#### Saved entries:
((

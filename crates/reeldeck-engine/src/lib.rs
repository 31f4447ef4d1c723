// crates/reeldeck-engine/src/lib.rs
//
// The concrete adapters `reeldeck-core` requires but does not implement
// itself (§6): a threaded media-acquisition worker pool, a local-filesystem
// `ProjectFilesystem`, and a reference `CanvasEngine`. `reeldeck-core`
// never depends on this crate — the dependency runs the other way, same as
// the teacher's `velocut-media` depending on `velocut-core`, not vice versa.

#![forbid(unsafe_code)]

pub mod acquisition;
pub mod local_fs;
pub mod null_canvas;
pub mod worker;

use thiserror::Error;

/// IO/thread-boundary failures specific to this crate's adapters.
///
/// `reeldeck-core` never sees this type directly: `ProjectFilesystem`
/// methods already return `CoreResult` (see `local_fs`), and
/// `worker::MediaWorker`'s result channel carries the `media_id` the
/// caller needs to build `CoreError::SourceAcquisition` itself — a
/// mechanical `From` impl here would have to invent that id, so the
/// conversion is left to the call site that actually has it.
#[derive(Debug, Error)]
pub enum EngineError {
    #[error("acquisition failed: {0}")]
    Acquisition(String),
}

))

Each line above that contains the word "ProjectFilesystem" should be counted, and only the total given.

2